§ **Input for this task**:
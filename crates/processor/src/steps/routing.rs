//! 路由步骤

use super::traits::{AdmissionStep, RelayError};
use crate::context::AdmissionContext;
use async_trait::async_trait;
use relaycast_balancer::{ChannelChooser, ChannelFilter};
use std::sync::Arc;
use tracing::info;

/// 路由步骤 - 在用户分组内为模型选择渠道，跳过已尝试过的渠道
pub struct RoutingStep {
    chooser: Arc<ChannelChooser>,
}

impl RoutingStep {
    pub fn new(chooser: Arc<ChannelChooser>) -> Self {
        Self { chooser }
    }
}

#[async_trait]
impl AdmissionStep for RoutingStep {
    async fn execute(&self, ctx: &mut AdmissionContext) -> Result<(), RelayError> {
        let group = ctx.group()?;
        let filters: [&dyn ChannelFilter; 1] = [&ctx.tried];
        let channel = self.chooser.next(group, ctx.model(), &filters)?;

        info!(
            "[ROUTE] request_id={} group={} model={} channel_id={} channel={}",
            ctx.request_id(),
            group,
            ctx.model(),
            channel.id,
            channel.name
        );
        ctx.channel = Some(channel);
        Ok(())
    }

    fn name(&self) -> &str {
        "routing"
    }
}
//! 准入步骤 trait 定义

use crate::context::AdmissionContext;
use async_trait::async_trait;
use relaycast_balancer::{BalancerError, UpstreamFailure};
use relaycast_core::{GatewayError, GatewayErrorCode};
use relaycast_quota::QuotaError;
use thiserror::Error;

/// 准入错误
#[derive(Error, Debug, Clone, PartialEq)]
pub enum RelayError {
    #[error("认证失败: {0}")]
    Auth(String),
    #[error("令牌额度已用尽")]
    TokenExhausted,
    #[error("请求过于频繁: 分组 {group} 每分钟最多 {rpm} 次")]
    RateLimited { group: String, rpm: u32 },
    #[error("路由错误: {0}")]
    Routing(#[from] BalancerError),
    #[error("额度错误: {0}")]
    Quota(#[from] QuotaError),
    #[error("上游错误 {}: {}", .0.status_code, .0.message)]
    Upstream(UpstreamFailure),
    #[error("内部错误: {0}")]
    Internal(String),
}

impl RelayError {
    /// 对外错误码
    pub fn code(&self) -> GatewayErrorCode {
        match self {
            RelayError::Auth(_) => GatewayErrorCode::AuthenticationFailed,
            RelayError::TokenExhausted => GatewayErrorCode::QuotaInsufficient,
            RelayError::RateLimited { .. } => GatewayErrorCode::RateLimited,
            RelayError::Routing(BalancerError::NoAvailableChannel { .. }) => {
                GatewayErrorCode::NoAvailableChannel
            }
            RelayError::Routing(_) => GatewayErrorCode::InternalError,
            RelayError::Quota(e) if e.is_insufficient() => GatewayErrorCode::QuotaInsufficient,
            RelayError::Quota(QuotaError::PriceNotFound(_)) => GatewayErrorCode::InvalidRequest,
            RelayError::Quota(_) => GatewayErrorCode::InternalError,
            RelayError::Upstream(failure) => {
                GatewayErrorCode::infer(failure.status_code, &failure.message)
            }
            RelayError::Internal(_) => GatewayErrorCode::InternalError,
        }
    }

    /// 获取对应的 HTTP 状态码
    pub fn status_code(&self) -> u16 {
        self.code().http_status()
    }

    pub fn retryable(&self) -> bool {
        self.code().retryable()
    }

    /// 转换为对外错误模型
    pub fn to_gateway_error(&self, request_id: Option<&str>) -> GatewayError {
        GatewayError::new(self.code(), self.to_string()).with_request_id(request_id)
    }
}

/// 准入管道步骤
#[async_trait]
pub trait AdmissionStep: Send + Sync {
    async fn execute(&self, ctx: &mut AdmissionContext) -> Result<(), RelayError>;

    fn name(&self) -> &str;

    fn is_enabled(&self) -> bool {
        true
    }
}
//! 余额提醒

use dashmap::mapref::entry::Entry;
use dashmap::DashMap;
use tracing::{info, warn};

#[derive(Debug, Clone, Copy, PartialEq, Eq)]
pub enum QuotaNotice {
    /// 余额低于提醒阈值
    LowBalance { balance: i64, threshold: i64 },
    /// 余额耗尽
    Exhausted,
}

/// 余额提醒通道
pub trait QuotaNotifier: Send + Sync {
    fn notify(&self, user_id: i64, notice: QuotaNotice);
}

/// 只写日志的提醒通道
#[derive(Debug, Default, Clone, Copy)]
pub struct LogNotifier;

impl QuotaNotifier for LogNotifier {
    fn notify(&self, user_id: i64, notice: QuotaNotice) {
        match notice {
            QuotaNotice::LowBalance { balance, threshold } => {
                info!(
                    "[QUOTA] 用户 {} 余额 {} 低于提醒阈值 {}",
                    user_id, balance, threshold
                );
            }
            QuotaNotice::Exhausted => warn!("[QUOTA] 用户 {} 额度已用尽", user_id),
        }
    }
}

/// 每次跌破阈值只提醒一次
///
/// 记录已提醒的最高级别，余额回到阈值以上后重新布防。
#[derive(Debug)]
pub struct LowBalanceWatch {
    threshold: i64,
    notified: DashMap<i64, Level>,
}

#[derive(Debug, Clone, Copy, PartialEq, Eq, PartialOrd, Ord)]
enum Level {
    Low,
    Exhausted,
}

impl LowBalanceWatch {
    pub fn new(threshold: i64) -> Self {
        Self {
            threshold,
            notified: DashMap::new(),
        }
    }

    pub fn threshold(&self) -> i64 {
        self.threshold
    }

    /// 根据最新余额判断是否需要提醒
    pub fn observe(&self, user_id: i64, balance: i64) -> Option<QuotaNotice> {
        let level = if balance <= 0 {
            Level::Exhausted
        } else if self.threshold > 0 && balance < self.threshold {
            Level::Low
        } else {
            self.notified.remove(&user_id);
            return None;
        };

        match self.notified.entry(user_id) {
            Entry::Occupied(mut entry) => {
                if *entry.get() >= level {
                    return None;
                }
                entry.insert(level);
            }
            Entry::Vacant(entry) => {
                entry.insert(level);
            }
        }
        Some(match level {
            Level::Exhausted => QuotaNotice::Exhausted,
            Level::Low => QuotaNotice::LowBalance {
                balance,
                threshold: self.threshold,
            },
        })
    }
}
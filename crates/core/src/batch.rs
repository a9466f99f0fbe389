//! 批量计数聚合
//!
//! 高频的额度和计数更新先在内存中按 (类型, 实体) 累加，定时刷写到数据库。
//! 每种类型一个桶，写入只锁自己的桶；刷写时把桶整体换成空表，
//! 再对每个实体执行一条更新语句。
//!
//! 未刷写的增量不会被任何读路径直接读取，最终一致的窗口等于刷写周期。

use crate::database::dao::{ChannelDao, TokenDao, UserDao};
use crate::database::{lock_db, DbConnection};
use parking_lot::Mutex;
use rusqlite::Connection;
use serde::{Deserialize, Serialize};
use std::collections::HashMap;
use std::fmt;
use std::sync::Arc;
use std::time::Duration;
use tokio::task::JoinHandle;
use tracing::{debug, error, info};

/// 增量类型
#[derive(Debug, Clone, Copy, PartialEq, Eq, Hash, Serialize, Deserialize)]
#[serde(rename_all = "snake_case")]
pub enum BatchUpdateType {
    /// 用户剩余额度
    UserQuota,
    /// 令牌剩余额度（同时反向调整令牌已用额度）
    TokenQuota,
    /// 用户已用额度
    UsedQuota,
    /// 渠道已用额度
    ChannelUsedQuota,
    /// 用户请求次数
    RequestCount,
}

impl BatchUpdateType {
    pub const ALL: [BatchUpdateType; 5] = [
        BatchUpdateType::UserQuota,
        BatchUpdateType::TokenQuota,
        BatchUpdateType::UsedQuota,
        BatchUpdateType::ChannelUsedQuota,
        BatchUpdateType::RequestCount,
    ];

    fn index(self) -> usize {
        match self {
            BatchUpdateType::UserQuota => 0,
            BatchUpdateType::TokenQuota => 1,
            BatchUpdateType::UsedQuota => 2,
            BatchUpdateType::ChannelUsedQuota => 3,
            BatchUpdateType::RequestCount => 4,
        }
    }

    fn apply(self, conn: &Connection, id: i64, value: i64) -> Result<(), rusqlite::Error> {
        match self {
            BatchUpdateType::UserQuota => UserDao::increase_quota(conn, id, value),
            BatchUpdateType::TokenQuota => TokenDao::increase_remain_quota(conn, id, value),
            BatchUpdateType::UsedQuota => UserDao::add_used_quota(conn, id, value),
            BatchUpdateType::ChannelUsedQuota => ChannelDao::add_used_quota(conn, id, value),
            BatchUpdateType::RequestCount => UserDao::add_request_count(conn, id, value),
        }
    }
}

impl fmt::Display for BatchUpdateType {
    fn fmt(&self, f: &mut fmt::Formatter<'_>) -> fmt::Result {
        let name = match self {
            BatchUpdateType::UserQuota => "user_quota",
            BatchUpdateType::TokenQuota => "token_quota",
            BatchUpdateType::UsedQuota => "used_quota",
            BatchUpdateType::ChannelUsedQuota => "channel_used_quota",
            BatchUpdateType::RequestCount => "request_count",
        };
        f.write_str(name)
    }
}

/// 单次刷写统计
#[derive(Debug, Clone, Copy, Default, PartialEq, Eq)]
pub struct FlushStats {
    pub applied: usize,
    pub failed: usize,
}

pub struct BatchAggregator {
    db: DbConnection,
    buckets: [Mutex<HashMap<i64, i64>>; 5],
}

impl BatchAggregator {
    pub fn new(db: DbConnection) -> Self {
        Self {
            db,
            buckets: Default::default(),
        }
    }

    /// 累加一个增量
    pub fn add_delta(&self, kind: BatchUpdateType, id: i64, value: i64) {
        if value == 0 {
            return;
        }
        let mut bucket = self.buckets[kind.index()].lock();
        *bucket.entry(id).or_insert(0) += value;
    }

    /// 当前桶中尚未刷写的条目数
    pub fn pending_len(&self, kind: BatchUpdateType) -> usize {
        self.buckets[kind.index()].lock().len()
    }

    /// 刷写所有桶
    ///
    /// 写库失败的增量会放回桶中，等待下一次刷写。
    pub fn flush(&self) -> FlushStats {
        let mut stats = FlushStats::default();
        for kind in BatchUpdateType::ALL {
            let drained = std::mem::take(&mut *self.buckets[kind.index()].lock());
            if drained.is_empty() {
                continue;
            }

            let conn = match lock_db(&self.db) {
                Ok(conn) => conn,
                Err(e) => {
                    error!("[BATCH] {}: {}", kind, e);
                    stats.failed += drained.len();
                    self.requeue(kind, drained);
                    continue;
                }
            };

            let mut failed = HashMap::new();
            for (id, value) in drained {
                if value == 0 {
                    continue;
                }
                match kind.apply(&conn, id, value) {
                    Ok(()) => stats.applied += 1,
                    Err(e) => {
                        error!("[BATCH] 刷写失败: type={}, id={}, value={}, error={}", kind, id, value, e);
                        failed.insert(id, value);
                    }
                }
            }
            drop(conn);

            if !failed.is_empty() {
                stats.failed += failed.len();
                self.requeue(kind, failed);
            }
        }

        if stats.applied > 0 || stats.failed > 0 {
            debug!("[BATCH] 刷写完成: applied={}, failed={}", stats.applied, stats.failed);
        }
        stats
    }

    fn requeue(&self, kind: BatchUpdateType, entries: HashMap<i64, i64>) {
        let mut bucket = self.buckets[kind.index()].lock();
        for (id, value) in entries {
            *bucket.entry(id).or_insert(0) += value;
        }
    }

    /// 启动定时刷写任务
    pub fn spawn_flush_task(self: &Arc<Self>, period: Duration) -> JoinHandle<()> {
        let aggregator = self.clone();
        info!("[BATCH] 启动批量刷写任务，周期 {:?}", period);
        tokio::spawn(async move {
            let mut ticker = tokio::time::interval(period);
            ticker.tick().await;
            loop {
                ticker.tick().await;
                aggregator.flush();
            }
        })
    }
}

§ **The problem**: All lines above from the line with "self.code().http_status()" through the line with "pub trait AdmissionStep: Send", both included, are to be set down exactly, with nothing else.

§ **Result**:
        self.code().http_status()
    }

    pub fn retryable(&self) -> bool {
        self.code().retryable()
    }

    /// 转换为对外错误模型
    pub fn to_gateway_error(&self, request_id: Option<&str>) -> GatewayError {
        GatewayError::new(self.code(), self.to_string()).with_request_id(request_id)
    }
}

/// 准入管道步骤
#[async_trait]
pub trait AdmissionStep: Send + Sync {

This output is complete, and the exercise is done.